Of course, pi and qi are either Merge boxes or word boxes.

If they are word boxes, the translation is completed.

If they are OR Merge boxes, then translation rule (A) is

applied again. If they are AND Merge boxes, rule (B) is

applied again.

Rule (B):

(2) an ordering constraint O between two AND merge

boxes, AND(p1,p2,...,pn) and AND(q1,q2,...,qm)

is equivalent to

(2)':

O between the last daughter of the first AND box, pn,

and the first daughter of the second AND box, q1.

Here I assume that pn is the last word

of the first AND box, and q1 is the first word

of the second AND box. See (C) below, for this.

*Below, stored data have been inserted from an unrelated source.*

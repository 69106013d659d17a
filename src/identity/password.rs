//! Password hashing and verification (Argon2id)
//!
//! Hashes are stored as PHC-format strings, e.g.
//! `$argon2id$v=19$m=19456,t=2,p=1$...`.

use argon2::{
    password_hash::{rand_core::OsRng, PasswordHash, PasswordHasher, PasswordVerifier, SaltString},
    Argon2,
};

use super::IdentityError;

/// Hash a password with a fresh random salt
pub fn hash_password(password: &str) -> Result<String, IdentityError> {
    let salt = SaltString::generate(&mut OsRng);
    let hash = Argon2::default()
        .hash_password(password.as_bytes(), &salt)
        .map_err(|e| IdentityError::Hashing(e.to_string()))?;
    Ok(hash.to_string())
}

/// Check a password against a stored PHC hash.
///
/// Returns `Ok(false)` on mismatch and an error only for a malformed hash.
pub fn verify_password(password: &str, hash: &str) -> Result<bool, IdentityError> {
    let parsed = PasswordHash::new(hash).map_err(|e| IdentityError::Hashing(e.to_string()))?;
    Ok(Argon2::default()
        .verify_password(password.as_bytes(), &parsed)
        .is_ok())
}

#[cfg(test)]
mod tests {
    use super::*;

    #[test]
    fn test_hash_and_verify() {
        let hash = hash_password("corper123").unwrap();
        assert!(hash.starts_with("$argon2id$"));
        assert!(verify_password("corper123", &hash).unwrap());
        assert!(!verify_password("corper124", &hash).unwrap());
    }

    #[test]
    fn test_salts_differ() {
        let a = hash_password("same-password").unwrap();
        let b = hash_password("same-password").unwrap();
        assert_ne!(a, b);
    }

    #[test]
    fn test_malformed_hash() {
        assert!(matches!(
            verify_password("x", "not-a-hash"),
            Err(IdentityError::Hashing(_))
        ));
    }
}
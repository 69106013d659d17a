//! Data Transfer Objects
//!
//! Request and response types for the API endpoints.
//! These types are serialized/deserialized to/from JSON.

use chrono::{DateTime, Utc};
use serde::{Deserialize, Serialize};

use crate::identity::Session;
use crate::services::{DirectorySearch, Post, Ppa, Reminder, Resource, UserProfile};

// ============================================
// AUTH DTOs
// ============================================

/// Sign-in request
#[derive(Debug, Deserialize)]
pub struct SigninRequest {
    pub email: String,
    pub password: String,
}

/// An active session as returned to clients
#[derive(Debug, Serialize, Deserialize)]
#[serde(rename_all = "camelCase")]
pub struct SessionResponse {
    pub token: String,
    pub uid: String,
    pub email: String,
    pub expires_at: DateTime<Utc>,
}

impl From<&Session> for SessionResponse {
    fn from(session: &Session) -> Self {
        Self {
            token: session.token.clone(),
            uid: session.user.uid.clone(),
            email: session.user.email.clone(),
            expires_at: session.expires_at,
        }
    }
}

/// Signup response: the new session and the created profile
#[derive(Debug, Serialize)]
pub struct SignupResponse {
    pub session: SessionResponse,
    pub profile: UserProfile,
}

/// Sign-out response
#[derive(Debug, Serialize)]
#[serde(rename_all = "camelCase")]
pub struct SignOutResponse {
    pub signed_out: bool,
}

// ============================================
// FEED DTOs
// ============================================

/// New post request
#[derive(Debug, Deserialize)]
pub struct CreatePostRequest {
    pub content: String,
}

/// The feed, newest first
#[derive(Debug, Serialize)]
pub struct PostListResponse {
    pub posts: Vec<Post>,
    pub total: usize,
}

// ============================================
// REMINDER DTOs
// ============================================

#[derive(Debug, Serialize)]
pub struct ReminderListResponse {
    pub reminders: Vec<Reminder>,
    pub total: usize,
}

// ============================================
// DIRECTORY DTOs
// ============================================

/// `GET /ppas?q=&state=`
#[derive(Debug, Default, Deserialize)]
pub struct PpaSearchParams {
    #[serde(default)]
    pub q: String,
    #[serde(default)]
    pub state: String,
}

impl From<PpaSearchParams> for DirectorySearch {
    fn from(params: PpaSearchParams) -> Self {
        DirectorySearch::new(params.q, params.state)
    }
}

#[derive(Debug, Serialize)]
pub struct PpaListResponse {
    pub ppas: Vec<Ppa>,
    pub total: usize,
}

#[derive(Debug, Serialize)]
pub struct StateListResponse {
    pub states: &'static [&'static str],
}

// ============================================
// RESOURCE DTOs
// ============================================

/// `GET /resources?kind=`; without a kind both catalogues are listed
#[derive(Debug, Default, Deserialize)]
pub struct ResourceListParams {
    #[serde(default)]
    pub kind: Option<String>,
}

#[derive(Debug, Serialize)]
pub struct ResourceListResponse {
    pub resources: Vec<Resource>,
    pub total: usize,
}

// ============================================
// HEALTH DTOs
// ============================================

/// Full health status response
#[derive(Debug, Serialize)]
pub struct HealthResponse {
    /// Overall status: "healthy" or "unhealthy"
    pub status: String,
    /// Store status: "ok" or "closed"
    pub storage: String,
    pub documents: usize,
    pub collections: usize,
    pub wal_entries: u64,
    pub active_sessions: usize,
    pub websocket_connections: usize,
    /// Server uptime in seconds
    pub uptime_seconds: u64,
    /// Application version
    pub version: String,
}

Of course, pn and q1 are either Merge boxes or Word boxes. If they are Word boxes, the translation is completed. If they are OR merge boxes, translation rule (A) is applied again. If they are AND merge boxes,

translation rule (B) is applied again.

SO, given an ordering constraint between OR boxes or

AND boxes, it can be translated into equivalent ordering

constraints between their daughters recursively down

the query tree.

------------------------------------------------------------

Michael, you said:

you would not want this feature unless there were further flags that could be used to de-activate the feature for given phrases under a merge box.

=> I do not understand it. Perhaps you misunderstood the

translation rule of the ordering constraints, which I

explained above in a more algorithmic manner.

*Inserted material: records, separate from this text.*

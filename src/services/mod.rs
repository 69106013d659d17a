//! Feature services
//!
//! One service per page of the app. Each issues direct reads and writes
//! against the document store and the identity service; none of them retry
//! or cache anything beyond the session-scoped profile cache.

pub mod directory;
pub mod feed;
pub mod profile;
pub mod reminders;
pub mod resources;
pub mod signup;

pub use directory::{DirectorySearch, DirectoryService, Ppa, STATES};
pub use feed::{FeedService, Post};
pub use profile::{ProfileCache, ProfileService, ProfileUpdate, UserProfile};
pub use reminders::{NewReminder, Reminder, ReminderFeed, ReminderService};
pub use resources::{Download, Resource, ResourceKind};
pub use signup::{SignupForm, SignupOutcome, SignupService};

use std::sync::Arc;
use thiserror::Error;

use crate::identity::{IdentityError, IdentityService};
use crate::storage::{DocumentStore, StorageError};

/// Errors returned by the feature services
#[derive(Error, Debug)]
pub enum ServiceError {
    /// Input rejected before anything was written
    #[error("{0}")]
    Validation(String),

    #[error("Not found: {0}")]
    NotFound(String),

    /// The record belongs to another user
    #[error("Forbidden: {0}")]
    Forbidden(String),

    #[error(transparent)]
    Identity(#[from] IdentityError),

    #[error("Storage error: {0}")]
    Storage(#[from] StorageError),
}

pub type ServiceResult<T> = Result<T, ServiceError>;

/// Every service wired to one store and identity service
#[derive(Clone)]
pub struct Services {
    pub identity: Arc<IdentityService>,
    pub signup: SignupService,
    pub profiles: ProfileService,
    pub profile_cache: Arc<ProfileCache>,
    pub feed: FeedService,
    pub reminders: ReminderService,
    pub directory: DirectoryService,
}

impl Services {
    pub fn new(store: Arc<dyn DocumentStore>, identity: Arc<IdentityService>) -> Self {
        let profiles = ProfileService::new(Arc::clone(&store));

        Self {
            signup: SignupService::new(Arc::clone(&identity), profiles.clone()),
            profile_cache: Arc::new(ProfileCache::new(profiles.clone())),
            profiles,
            feed: FeedService::new(Arc::clone(&store)),
            reminders: ReminderService::new(Arc::clone(&store)),
            directory: DirectoryService::new(store),
            identity,
        }
    }

    /// Start background tasks tied to the identity service.
    ///
    /// Must be called from within a Tokio runtime.
    pub fn start(&self) -> tokio::task::JoinHandle<()> {
        Arc::clone(&self.profile_cache).watch_sign_outs(self.identity.subscribe())
    }
}
//! # Corpsnet
//!
//! Back end for a corps-member community app: signup, a community feed,
//! clearance reminders with a live list, a searchable PPA directory and a
//! catalogue of sample letters and tips.
//!
//! ## Features
//!
//! - **Document store**: Flat documents in named collections, with a WAL and LZ4 snapshots
//! - **Live subscriptions**: Query and document subscriptions fed by a change stream
//! - **Identity**: Argon2 password hashing and bearer sessions
//! - **Real-time**: WebSocket topics for the reminder list and the profile
//!
//! ## Modules
//!
//! - [`storage`]: Document store
//! - [`identity`]: Accounts and sessions
//! - [`services`]: Feature logic, one service per page
//! - [`api`]: REST API server with Axum
//! - [`websocket`]: Live topics over WebSocket
//!
//! ## Quick Start
//!
//! ```rust,no_run
//! use corpsnet::identity::{IdentityConfig, IdentityService};
//! use corpsnet::services::{DirectorySearch, Services};
//! use corpsnet::storage::{DocumentStore, LocalStore, StoreConfig};
//! use std::sync::Arc;
//!
//! #[tokio::main]
//! async fn main() -> Result<(), Box<dyn std::error::Error>> {
//!     let store: Arc<dyn DocumentStore> =
//!         Arc::new(LocalStore::open(StoreConfig::new("./data")).await?);
//!     let identity = Arc::new(IdentityService::new(Arc::clone(&store), IdentityConfig::default())?);
//!     let services = Services::new(store, identity);
//!
//!     let ppas = services
//!         .directory
//!         .search(&DirectorySearch::new("Lagos", "Lagos"))
//!         .await?;
//!     println!("Found {} PPAs", ppas.len());
//!
//!     Ok(())
//! }
//! ```

pub mod api;
pub mod config;
pub mod identity;
pub mod integrations;
pub mod logging;
pub mod services;
pub mod storage;
pub mod websocket;

use chrono::{SecondsFormat, Utc};

// Re-export top-level types for convenience
pub use storage::{
    Document, DocumentStore, LocalStore, Query, StorageError, StorageResult, StoreConfig,
    StoreStats,
};

pub use identity::{AuthEvent, AuthUser, IdentityError, IdentityService, Session};

pub use services::{ServiceError, Services};

pub use api::{build_router, serve, ApiError, AppState};

pub use websocket::{ClientMessage, ConnectionHub, HubConfig, HubError, ServerMessage};

pub use config::{Config, ConfigError, LoggingConfig};

pub use integrations::{ImportError, PpaCsvImporter};

/// Current time as RFC 3339 UTC with milliseconds, e.g. `2025-01-31T09:15:00.123Z`
pub fn timestamp_now() -> String {
    Utc::now().to_rfc3339_opts(SecondsFormat::Millis, true)
}
//! Reminder Routes
//!
//! - GET /api/v1/reminders - The caller's reminders, soonest first
//! - POST /api/v1/reminders - Add a reminder
//! - DELETE /api/v1/reminders/:id - Delete one of the caller's reminders

use axum::{
    extract::{Path, State},
    http::StatusCode,
    Json,
};
use std::sync::Arc;

use crate::api::auth::Authenticated;
use crate::api::dto::ReminderListResponse;
use crate::api::error::ApiResult;
use crate::api::state::AppState;
use crate::services::{NewReminder, Reminder};

/// GET /api/v1/reminders
pub async fn list_reminders(
    State(state): State<Arc<AppState>>,
    Authenticated(session): Authenticated,
) -> ApiResult<Json<ReminderListResponse>> {
    let reminders = state.services.reminders.list(&session.user.uid).await?;
    Ok(Json(ReminderListResponse {
        total: reminders.len(),
        reminders,
    }))
}

/// POST /api/v1/reminders
pub async fn create_reminder(
    State(state): State<Arc<AppState>>,
    Authenticated(session): Authenticated,
    Json(req): Json<NewReminder>,
) -> ApiResult<(StatusCode, Json<Reminder>)> {
    let reminder = state
        .services
        .reminders
        .add(&session.user.uid, req)
        .await?;
    Ok((StatusCode::CREATED, Json(reminder)))
}

/// DELETE /api/v1/reminders/:id
pub async fn delete_reminder(
    State(state): State<Arc<AppState>>,
    Authenticated(session): Authenticated,
    Path(id): Path<String>,
) -> ApiResult<StatusCode> {
    state
        .services
        .reminders
        .delete(&session.user.uid, &id)
        .await?;
    Ok(StatusCode::NO_CONTENT)
}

Because an ordering constraint between Merge boxes is a

simpler and equivalent way of specifying the same

constraints repeatedly between the daughter boxes

of the Merge boxes, there is no "de-activation" here.

Am I missing something?

(C) There is another concern for ordering constraints

which is related to the transation rule I am talking about,

but which is also worthy to talk about in itself.

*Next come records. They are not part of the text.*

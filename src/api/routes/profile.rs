//! Profile Routes
//!
//! - GET /api/v1/profile - The caller's profile, served from the session cache
//! - PATCH /api/v1/profile - Update location and LGA

use axum::{extract::State, Json};
use std::sync::Arc;

use crate::api::auth::Authenticated;
use crate::api::error::ApiResult;
use crate::api::state::AppState;
use crate::services::{ProfileUpdate, UserProfile};

/// GET /api/v1/profile
pub async fn get_profile(
    State(state): State<Arc<AppState>>,
    Authenticated(session): Authenticated,
) -> ApiResult<Json<UserProfile>> {
    let profile = state.services.profile_cache.get_or_load(&session).await?;
    Ok(Json(profile))
}

/// PATCH /api/v1/profile
///
/// The session's cache entry picks the new value up from its subscription.
pub async fn update_profile(
    State(state): State<Arc<AppState>>,
    Authenticated(session): Authenticated,
    Json(update): Json<ProfileUpdate>,
) -> ApiResult<Json<UserProfile>> {
    let profile = state
        .services
        .profiles
        .update(&session.user.uid, update)
        .await?;

    Ok(Json(profile))
}
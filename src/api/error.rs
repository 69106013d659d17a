//! API Error Types
//!
//! Defines error types for the API layer and implements conversion
//! to HTTP responses with appropriate status codes.

use axum::{
    http::StatusCode,
    response::{IntoResponse, Response},
    Json,
};
use serde::Serialize;
use thiserror::Error;

use crate::identity::IdentityError;
use crate::services::ServiceError;

/// API error types
#[derive(Error, Debug)]
pub enum ApiError {
    /// Request validation failed
    #[error("{0}")]
    Validation(String),

    /// Missing, unknown or expired session, or bad credentials
    #[error("{0}")]
    Unauthorized(String),

    /// The record belongs to another user
    #[error("Forbidden: {0}")]
    Forbidden(String),

    /// Resource not found
    #[error("Not found: {0}")]
    NotFound(String),

    /// Email address already registered
    #[error("{0}")]
    Conflict(String),

    /// Storage layer error
    #[error("Storage error: {0}")]
    Storage(#[from] crate::storage::StorageError),

    /// Internal server error
    #[error("Internal error: {0}")]
    Internal(String),

    /// Service unavailable (store shut down)
    #[error("Service unavailable: {0}")]
    ServiceUnavailable(String),

    /// IO error
    #[error("IO error: {0}")]
    Io(#[from] std::io::Error),
}

impl From<IdentityError> for ApiError {
    fn from(err: IdentityError) -> Self {
        match err {
            IdentityError::InvalidEmail(_) | IdentityError::WeakPassword { .. } => {
                ApiError::Validation(err.to_string())
            }
            IdentityError::EmailInUse => ApiError::Conflict(err.to_string()),
            IdentityError::InvalidCredentials => ApiError::Unauthorized(err.to_string()),
            IdentityError::Hashing(_) => ApiError::Internal(err.to_string()),
            IdentityError::Storage(e) => ApiError::Storage(e),
        }
    }
}

impl From<ServiceError> for ApiError {
    fn from(err: ServiceError) -> Self {
        match err {
            ServiceError::Validation(msg) => ApiError::Validation(msg),
            ServiceError::NotFound(what) => ApiError::NotFound(what),
            ServiceError::Forbidden(what) => ApiError::Forbidden(what),
            ServiceError::Identity(e) => e.into(),
            ServiceError::Storage(e) => ApiError::Storage(e),
        }
    }
}

/// Error response body
#[derive(Serialize)]
pub struct ErrorResponse {
    pub error: ErrorBody,
    pub request_id: String,
}

/// Error details
#[derive(Serialize)]
pub struct ErrorBody {
    pub code: String,
    pub message: String,
}

impl ApiError {
    pub fn status_and_code(&self) -> (StatusCode, &'static str) {
        match self {
            ApiError::Validation(_) => (StatusCode::BAD_REQUEST, "VALIDATION_ERROR"),
            ApiError::Unauthorized(_) => (StatusCode::UNAUTHORIZED, "UNAUTHORIZED"),
            ApiError::Forbidden(_) => (StatusCode::FORBIDDEN, "FORBIDDEN"),
            ApiError::NotFound(_) => (StatusCode::NOT_FOUND, "NOT_FOUND"),
            ApiError::Conflict(_) => (StatusCode::CONFLICT, "EMAIL_IN_USE"),
            ApiError::Storage(crate::storage::StorageError::Closed) => {
                (StatusCode::SERVICE_UNAVAILABLE, "STORE_CLOSED")
            }
            ApiError::Storage(_) => (StatusCode::INTERNAL_SERVER_ERROR, "STORAGE_ERROR"),
            ApiError::Internal(_) => (StatusCode::INTERNAL_SERVER_ERROR, "INTERNAL_ERROR"),
            ApiError::ServiceUnavailable(_) => {
                (StatusCode::SERVICE_UNAVAILABLE, "SERVICE_UNAVAILABLE")
            }
            ApiError::Io(_) => (StatusCode::INTERNAL_SERVER_ERROR, "IO_ERROR"),
        }
    }
}

impl IntoResponse for ApiError {
    fn into_response(self) -> Response {
        let (status, code) = self.status_and_code();
        let request_id = uuid::Uuid::new_v4().to_string();

        if status.is_server_error() {
            tracing::error!(
                request_id = %request_id,
                error_code = %code,
                error_message = %self,
                "API error occurred"
            );
        } else {
            tracing::warn!(
                request_id = %request_id,
                error_code = %code,
                error_message = %self,
                "Request rejected"
            );
        }

        let body = ErrorResponse {
            error: ErrorBody {
                code: code.to_string(),
                message: self.to_string(),
            },
            request_id,
        };

        (status, Json(body)).into_response()
    }
}

/// Result type for API operations
pub type ApiResult<T> = Result<T, ApiError>;

#[cfg(test)]
mod tests {
    use super::*;

    #[test]
    fn test_identity_error_mapping() {
        let (status, code) = ApiError::from(IdentityError::EmailInUse).status_and_code();
        assert_eq!(status, StatusCode::CONFLICT);
        assert_eq!(code, "EMAIL_IN_USE");

        let (status, _) = ApiError::from(IdentityError::InvalidCredentials).status_and_code();
        assert_eq!(status, StatusCode::UNAUTHORIZED);

        let (status, _) =
            ApiError::from(IdentityError::WeakPassword { min: 6 }).status_and_code();
        assert_eq!(status, StatusCode::BAD_REQUEST);
    }

    #[test]
    fn test_service_error_mapping() {
        let err = ApiError::from(ServiceError::Validation("Passwords do not match".into()));
        assert_eq!(err.to_string(), "Passwords do not match");
        assert_eq!(err.status_and_code().0, StatusCode::BAD_REQUEST);

        let err = ApiError::from(ServiceError::Forbidden("reminder r1".into()));
        assert_eq!(err.status_and_code().0, StatusCode::FORBIDDEN);

        let err = ApiError::from(ServiceError::Identity(IdentityError::EmailInUse));
        assert_eq!(err.status_and_code().0, StatusCode::CONFLICT);
    }
}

In the manual, I read that AND merge box, AND(p1,p2,p3), does not say anything about ordering

between p1, p2, and p3. Without any further

ordering constraints on them, the search engine

finds 6 permutations of p1, p2, p3 from individual

verses. It should be true even when pi's are AND or

OR Merge boxes. Right? AND(AND(p1,p2), AND(q1,q2))

will be interpreted as saying: find permutations of

p1,p2, q1, q2 from verses. I think it is very confusing.

I think AND(p1,p2,p3), without further ordering

constraints, should be interpreted as saying:

Find a verse in which p1, p2, p3 occur in that order.

That is, the relative order of p1, p2, p3 are determined,

only the distances between them are not given.

If I want to find some permutations of p1, p2, p3, say

p2, p1, p3 and p1, p3, p2, then I will say that by

creating OR merge box

OR( AND(p1,p2,p3), AND(p2,p1,p3), AND(p1, p3, p2) ).

This rule has several advantages.

(1) Under this rule, it is possible to translate

an ordering constraint between AND(p1,p2,p3) and

AND(q1, q2, q3) into

the same ordering constraint between

p3 and q1, when there are no further ordering

constraints among p1, p2, p3 and among q1, q2, q3.

(2) It can liberate the user from the burden to specify

distances among p1, p2, p3, e.g. "at most 10" etc,

even when the user is NOT concerned with them.

I find this burden quite dissatisfying.

In fact, this is another instance where the system forces

the user to specify too much details which the system

can take care of by itself.

(3) The user need not specify a backward ordering

arrow, say from p3 to p1, for AND box AND(p1,p2,p3).

Such a user interface is too confusing and complicated.

Again, when there is need for such an ordering constraint,

then I can introduce another AND box and an OR box,

so that the new and the old AND boxes are daughters

of the OR box. No backward arrows! Query language

is also a language. It should be easy to interpret, easy

to modify. I doubt very much that the user will ever use

backward ordering arrows. See (4) for another potential waste of this feature.

(4) The search engine does not have to waste its time

finding all permutations of p1, p2, p3 and then throwing

away most of them because most of them do not satisfy

the specified ordering constraints. I think this can become critical when a query becomes general and complex.

Are there any good arguments for interpreting

AND(p1, p2, p3) as saying all permutations of p1, p2, p3?

------------------------------

Moon Jung

Associate Professor

Dept of Media Tech

Sogang Univ, Seoul, Korea